Obesity is a vital inducement of reproductive disorders during early pregnancy in mammal. However, the effect and molecular mechanism of attenuating endometrial receptivity under obesity remain largely unknown. Here, we identified that glutathione peroxidase 3 (GPX3) as a potential target for improving endometrial receptivity by integrating analysis of metabolomics and transcriptomics of uterine tissues in obese and normal sows. We demonstrate that GPX3 is significantly downregulated in the uterine tissues of obese sows, with a significant correlation to decreased endometrial receptivity.

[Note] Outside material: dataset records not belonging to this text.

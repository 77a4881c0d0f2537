//! Player state.
//!
//! This module contains:
//! - `AssistingPlayer`, what an assisted activation needs from the partner
//! - `Player`, a grid plus the two activation patterns and two scoring
//!   methods dealt at the start of the game

use crate::activation::ActivationPattern;
use crate::grid::{CardGrid, Grid};
use crate::resource::{Resource, ResourceHand};
use crate::scoring::ScoringMethod;

/// Player identifier
pub type PlayerId = u8;

/// A player whose grid can be searched for an assisting card
pub trait AssistingPlayer {
    type Grid: CardGrid;

    fn grid(&self) -> &Self::Grid;
}

/// A single player's state
#[derive(Debug, Clone, PartialEq, Eq)]
pub struct Player {
    pub id: PlayerId,
    pub grid: Grid,
    pub activation_patterns: [ActivationPattern; 2],
    pub scoring_methods: [ScoringMethod; 2],
}

impl Player {
    pub fn new(
        id: PlayerId,
        grid: Grid,
        activation_patterns: [ActivationPattern; 2],
        scoring_methods: [ScoringMethod; 2],
    ) -> Self {
        Self {
            id,
            grid,
            activation_patterns,
            scoring_methods,
        }
    }

    /// Everything on the grid, with pollution counted as [`Resource::Pollution`]
    pub fn resource_totals(&self) -> ResourceHand {
        let mut totals = ResourceHand::new();
        for (_, card) in self.grid.cards() {
            totals.add_hand(card.resources());
            totals.add(Resource::Pollution, card.pollution_count());
        }
        totals
    }
}

impl AssistingPlayer for Player {
    type Grid = Grid;

    fn grid(&self) -> &Grid {
        &self.grid
    }
}
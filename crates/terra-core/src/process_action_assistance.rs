//! Card activation with help from another player's card.
//!
//! The acting card pays and receives resources on its own grid, but the
//! trade is judged by the effects of the assisting card. The assisting
//! player's grid is only read.

use crate::action::{self, ActionError, OutputPolicy};
use crate::card::Card;
use crate::grid::CardGrid;
use crate::player::AssistingPlayer;
use crate::position::GridPosition;
use crate::resource::Resource;
use tracing::{debug, info, warn};

/// Activates a card using an effect borrowed from another player.
#[derive(Debug, Clone, Copy, Default)]
pub struct ProcessActionAssistance;

impl ProcessActionAssistance {
    pub fn new() -> Self {
        Self
    }

    /// Activate the card at `card` on `grid` with `assisting_card`'s effects.
    ///
    /// The acting card must accept assistance and both cards must be active.
    /// `assisting_card` must still be on `assisting_player`'s grid unchanged.
    /// Otherwise this behaves like
    /// [`ProcessAction::activate_card`](crate::ProcessAction::activate_card),
    /// with outputs going back to the acting card.
    #[allow(clippy::too_many_arguments)]
    pub fn activate_card<G, P>(
        &self,
        card: GridPosition,
        grid: &mut G,
        assisting_player: &P,
        assisting_card: &Card,
        inputs: &[(Resource, GridPosition)],
        outputs: &[(Resource, GridPosition)],
        pollution: &[GridPosition],
    ) -> Result<(), ActionError>
    where
        G: CardGrid + ?Sized,
        P: AssistingPlayer + ?Sized,
    {
        let acting = grid.card(card).ok_or(ActionError::NoCardAt(card))?;
        let checked = check_assistance(acting, assisting_player, assisting_card);
        let plan = match checked.and_then(|()| {
            action::plan(
                &*grid,
                acting,
                assisting_card,
                inputs,
                outputs,
                pollution,
                OutputPolicy::AssistedCard,
            )
        }) {
            Ok(plan) => plan,
            Err(err) => {
                debug!(
                    position = %card,
                    assisting_card = %assisting_card.id(),
                    reason = %err,
                    "assisted activation rejected"
                );
                return Err(err);
            }
        };

        if let Err(err) = action::commit(grid, &plan) {
            warn!(position = %card, error = %err, "validated assisted activation failed to apply");
            return Err(err);
        }
        info!(
            position = %card,
            assisting_card = %assisting_card.id(),
            inputs = inputs.len(),
            outputs = outputs.len(),
            pollution = pollution.len(),
            "card activated with assistance"
        );
        Ok(())
    }
}

fn check_assistance<P: AssistingPlayer + ?Sized>(
    acting: &Card,
    assisting_player: &P,
    assisting_card: &Card,
) -> Result<(), ActionError> {
    if !acting.has_assistance() {
        return Err(ActionError::NoAssistance(acting.id()));
    }
    if !acting.is_active() {
        return Err(ActionError::ActingCardInactive(acting.id()));
    }
    if !assisting_card.is_active() {
        return Err(ActionError::AssistingCardInactive(assisting_card.id()));
    }

    if assisting_player.grid().find(assisting_card).is_none() {
        return Err(ActionError::AssistingCardNotFound(assisting_card.id()));
    }
    Ok(())
}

Functionally, the knockdown of GPX3 induces mitochondrial dysfunction, leading to lipid peroxidation metabolism imbalance and activation of ferroptosis, ultimately reducing endometrial receptivity in palmitic acid (PA) induced porcine endometrial epithelial cells (PEECs). Conversely, GPX3 overexpression can effectively restore endometrial mitochondrial function and reverse the ferroptosis process. Mechanistically, the reduction of GPX3 activates the endometrial ferroptosis process by inhibiting Nrf2/GPX4 axis, ultimately leading to a decrease in endometrial receptivity. Moreover, we found that the endometrial receptivity of HFD female mice decreased and GPX3/Nrf2/GPX4 signaling inhibited with mitochondrial ultrastructural damage. Overall, this study innovatively establishes GPX3 as a pivotal regulator of endometrial receptivity through Nrf2/GPX4 signaling pathway, providing novel insights for obesity-related reproductive disorders.